Work task:
Search for the word "fields" in the entries. Each line that holds it should be copied.

Stored items
BEGIN

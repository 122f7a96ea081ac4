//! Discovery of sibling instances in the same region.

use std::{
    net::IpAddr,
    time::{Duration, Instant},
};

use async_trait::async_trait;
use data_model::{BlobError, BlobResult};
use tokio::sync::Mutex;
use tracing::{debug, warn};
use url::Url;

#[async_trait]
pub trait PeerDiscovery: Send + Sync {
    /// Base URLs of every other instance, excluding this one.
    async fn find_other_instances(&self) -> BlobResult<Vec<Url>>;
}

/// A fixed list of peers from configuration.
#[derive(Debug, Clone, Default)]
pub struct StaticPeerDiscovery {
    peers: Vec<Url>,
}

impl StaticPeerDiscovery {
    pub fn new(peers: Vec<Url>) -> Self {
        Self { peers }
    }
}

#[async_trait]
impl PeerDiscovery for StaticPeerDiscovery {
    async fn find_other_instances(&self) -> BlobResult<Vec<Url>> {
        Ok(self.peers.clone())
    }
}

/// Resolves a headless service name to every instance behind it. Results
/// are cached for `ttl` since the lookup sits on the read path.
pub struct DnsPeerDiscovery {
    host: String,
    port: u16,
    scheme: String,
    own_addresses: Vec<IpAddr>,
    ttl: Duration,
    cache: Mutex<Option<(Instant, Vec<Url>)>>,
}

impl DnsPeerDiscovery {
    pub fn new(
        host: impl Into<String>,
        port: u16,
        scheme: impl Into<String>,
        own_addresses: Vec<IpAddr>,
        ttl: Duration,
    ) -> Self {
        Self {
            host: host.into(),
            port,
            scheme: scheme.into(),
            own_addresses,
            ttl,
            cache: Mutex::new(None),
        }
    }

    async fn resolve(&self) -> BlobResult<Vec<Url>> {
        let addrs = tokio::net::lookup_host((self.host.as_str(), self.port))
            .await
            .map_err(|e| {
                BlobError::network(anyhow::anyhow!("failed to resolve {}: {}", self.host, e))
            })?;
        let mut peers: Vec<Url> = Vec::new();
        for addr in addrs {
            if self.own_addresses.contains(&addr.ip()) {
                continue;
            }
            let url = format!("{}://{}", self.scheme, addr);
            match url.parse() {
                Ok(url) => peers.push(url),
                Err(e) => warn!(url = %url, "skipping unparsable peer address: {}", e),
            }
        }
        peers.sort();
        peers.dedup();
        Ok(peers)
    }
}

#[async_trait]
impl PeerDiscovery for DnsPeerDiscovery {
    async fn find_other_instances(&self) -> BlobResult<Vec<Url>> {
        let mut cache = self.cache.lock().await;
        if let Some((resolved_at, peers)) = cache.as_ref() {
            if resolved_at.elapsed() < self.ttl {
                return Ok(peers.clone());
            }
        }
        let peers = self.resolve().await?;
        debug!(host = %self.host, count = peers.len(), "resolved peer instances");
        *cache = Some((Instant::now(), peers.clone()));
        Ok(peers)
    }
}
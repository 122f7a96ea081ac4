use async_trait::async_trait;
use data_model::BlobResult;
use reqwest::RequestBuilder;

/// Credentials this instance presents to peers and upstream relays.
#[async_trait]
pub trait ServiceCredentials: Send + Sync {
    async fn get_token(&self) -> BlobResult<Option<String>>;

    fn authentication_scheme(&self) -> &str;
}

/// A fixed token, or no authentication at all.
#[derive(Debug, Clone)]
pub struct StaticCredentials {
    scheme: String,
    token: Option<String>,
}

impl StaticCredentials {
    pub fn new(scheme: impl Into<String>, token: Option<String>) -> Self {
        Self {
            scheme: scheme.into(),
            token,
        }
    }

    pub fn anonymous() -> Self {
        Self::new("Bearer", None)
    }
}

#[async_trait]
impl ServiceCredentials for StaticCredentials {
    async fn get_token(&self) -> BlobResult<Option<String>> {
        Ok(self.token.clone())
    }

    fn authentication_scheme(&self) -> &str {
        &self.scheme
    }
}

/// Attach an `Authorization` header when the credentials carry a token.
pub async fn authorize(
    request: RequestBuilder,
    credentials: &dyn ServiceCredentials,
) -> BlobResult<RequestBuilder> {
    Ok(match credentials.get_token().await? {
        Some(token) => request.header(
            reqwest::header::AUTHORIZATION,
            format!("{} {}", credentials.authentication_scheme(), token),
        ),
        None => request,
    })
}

END
BEGIN

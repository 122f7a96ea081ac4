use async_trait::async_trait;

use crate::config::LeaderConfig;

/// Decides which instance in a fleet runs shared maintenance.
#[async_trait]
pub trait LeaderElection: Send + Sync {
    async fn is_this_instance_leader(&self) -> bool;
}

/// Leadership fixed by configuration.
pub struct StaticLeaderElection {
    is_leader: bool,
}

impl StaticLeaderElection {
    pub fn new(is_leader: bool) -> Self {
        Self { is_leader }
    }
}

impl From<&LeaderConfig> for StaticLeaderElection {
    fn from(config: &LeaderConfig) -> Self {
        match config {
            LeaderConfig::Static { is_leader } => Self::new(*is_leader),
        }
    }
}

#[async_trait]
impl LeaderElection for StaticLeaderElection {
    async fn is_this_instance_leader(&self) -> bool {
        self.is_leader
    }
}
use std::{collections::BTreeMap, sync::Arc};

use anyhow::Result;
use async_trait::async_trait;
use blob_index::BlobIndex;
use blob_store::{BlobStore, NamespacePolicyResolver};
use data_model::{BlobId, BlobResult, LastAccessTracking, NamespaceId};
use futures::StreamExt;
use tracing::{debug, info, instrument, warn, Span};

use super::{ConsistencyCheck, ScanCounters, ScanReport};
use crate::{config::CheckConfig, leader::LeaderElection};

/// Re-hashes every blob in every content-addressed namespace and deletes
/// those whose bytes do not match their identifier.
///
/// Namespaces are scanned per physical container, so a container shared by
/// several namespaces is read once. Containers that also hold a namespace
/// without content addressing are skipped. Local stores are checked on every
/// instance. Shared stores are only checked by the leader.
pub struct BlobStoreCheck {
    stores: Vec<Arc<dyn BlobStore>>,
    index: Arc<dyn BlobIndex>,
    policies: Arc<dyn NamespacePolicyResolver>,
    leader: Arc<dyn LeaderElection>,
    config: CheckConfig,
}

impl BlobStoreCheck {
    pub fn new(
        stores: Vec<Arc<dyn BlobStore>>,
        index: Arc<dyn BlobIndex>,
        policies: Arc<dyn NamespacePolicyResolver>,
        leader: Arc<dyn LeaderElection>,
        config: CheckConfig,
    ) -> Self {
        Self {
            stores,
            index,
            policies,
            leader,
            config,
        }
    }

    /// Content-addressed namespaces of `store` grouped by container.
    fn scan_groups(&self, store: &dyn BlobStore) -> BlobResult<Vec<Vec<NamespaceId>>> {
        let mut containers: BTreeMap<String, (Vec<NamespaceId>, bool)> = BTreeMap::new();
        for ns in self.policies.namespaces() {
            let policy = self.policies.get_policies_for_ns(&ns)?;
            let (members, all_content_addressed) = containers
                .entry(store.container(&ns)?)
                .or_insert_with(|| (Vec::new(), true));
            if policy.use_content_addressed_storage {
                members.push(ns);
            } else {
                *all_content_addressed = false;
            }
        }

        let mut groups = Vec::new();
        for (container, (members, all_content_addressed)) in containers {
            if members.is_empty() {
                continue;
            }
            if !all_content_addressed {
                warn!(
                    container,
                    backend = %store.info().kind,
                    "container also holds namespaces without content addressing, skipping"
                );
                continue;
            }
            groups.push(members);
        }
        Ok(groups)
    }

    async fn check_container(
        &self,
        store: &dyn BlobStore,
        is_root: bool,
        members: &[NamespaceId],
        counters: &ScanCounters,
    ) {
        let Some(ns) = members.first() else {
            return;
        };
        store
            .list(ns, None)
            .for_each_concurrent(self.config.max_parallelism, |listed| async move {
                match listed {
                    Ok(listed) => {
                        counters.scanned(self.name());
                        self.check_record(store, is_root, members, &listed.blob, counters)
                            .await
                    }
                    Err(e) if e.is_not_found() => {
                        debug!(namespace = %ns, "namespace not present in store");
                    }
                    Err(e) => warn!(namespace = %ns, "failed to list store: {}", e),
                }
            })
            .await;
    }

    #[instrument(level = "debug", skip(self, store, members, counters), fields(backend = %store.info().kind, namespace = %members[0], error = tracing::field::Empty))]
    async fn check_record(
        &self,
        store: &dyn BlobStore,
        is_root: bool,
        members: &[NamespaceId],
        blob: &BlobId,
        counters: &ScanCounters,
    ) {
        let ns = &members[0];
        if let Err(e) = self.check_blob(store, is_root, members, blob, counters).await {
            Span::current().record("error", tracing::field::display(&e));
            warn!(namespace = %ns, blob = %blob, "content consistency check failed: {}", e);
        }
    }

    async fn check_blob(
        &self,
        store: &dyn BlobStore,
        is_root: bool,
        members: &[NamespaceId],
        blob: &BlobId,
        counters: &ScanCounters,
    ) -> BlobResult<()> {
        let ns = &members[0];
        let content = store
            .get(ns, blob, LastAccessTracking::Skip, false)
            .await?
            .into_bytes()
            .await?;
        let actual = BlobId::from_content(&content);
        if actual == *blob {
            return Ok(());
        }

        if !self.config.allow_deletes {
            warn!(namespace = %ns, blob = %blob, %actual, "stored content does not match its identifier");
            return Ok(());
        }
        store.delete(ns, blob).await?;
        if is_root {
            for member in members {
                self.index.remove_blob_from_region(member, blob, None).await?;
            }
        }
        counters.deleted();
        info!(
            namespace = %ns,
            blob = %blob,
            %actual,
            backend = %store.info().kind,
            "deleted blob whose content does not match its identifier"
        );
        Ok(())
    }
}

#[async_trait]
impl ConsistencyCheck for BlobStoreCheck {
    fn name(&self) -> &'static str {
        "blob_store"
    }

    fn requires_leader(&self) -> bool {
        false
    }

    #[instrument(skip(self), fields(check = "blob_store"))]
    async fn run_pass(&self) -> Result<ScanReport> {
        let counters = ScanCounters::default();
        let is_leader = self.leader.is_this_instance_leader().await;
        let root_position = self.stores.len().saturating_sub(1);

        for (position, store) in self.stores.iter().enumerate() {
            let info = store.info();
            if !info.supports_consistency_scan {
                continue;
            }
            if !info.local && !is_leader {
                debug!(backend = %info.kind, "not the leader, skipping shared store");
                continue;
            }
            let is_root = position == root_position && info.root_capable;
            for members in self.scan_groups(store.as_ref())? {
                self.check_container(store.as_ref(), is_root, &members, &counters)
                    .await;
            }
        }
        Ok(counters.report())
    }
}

END

Answer box:
    #[instrument(level = "debug", skip(self, store, members, counters), fields(backend = %store.info().kind, namespace = %members[0], error = tracing::field::Empty))]
    #[instrument(skip(self), fields(check = "blob_store"))]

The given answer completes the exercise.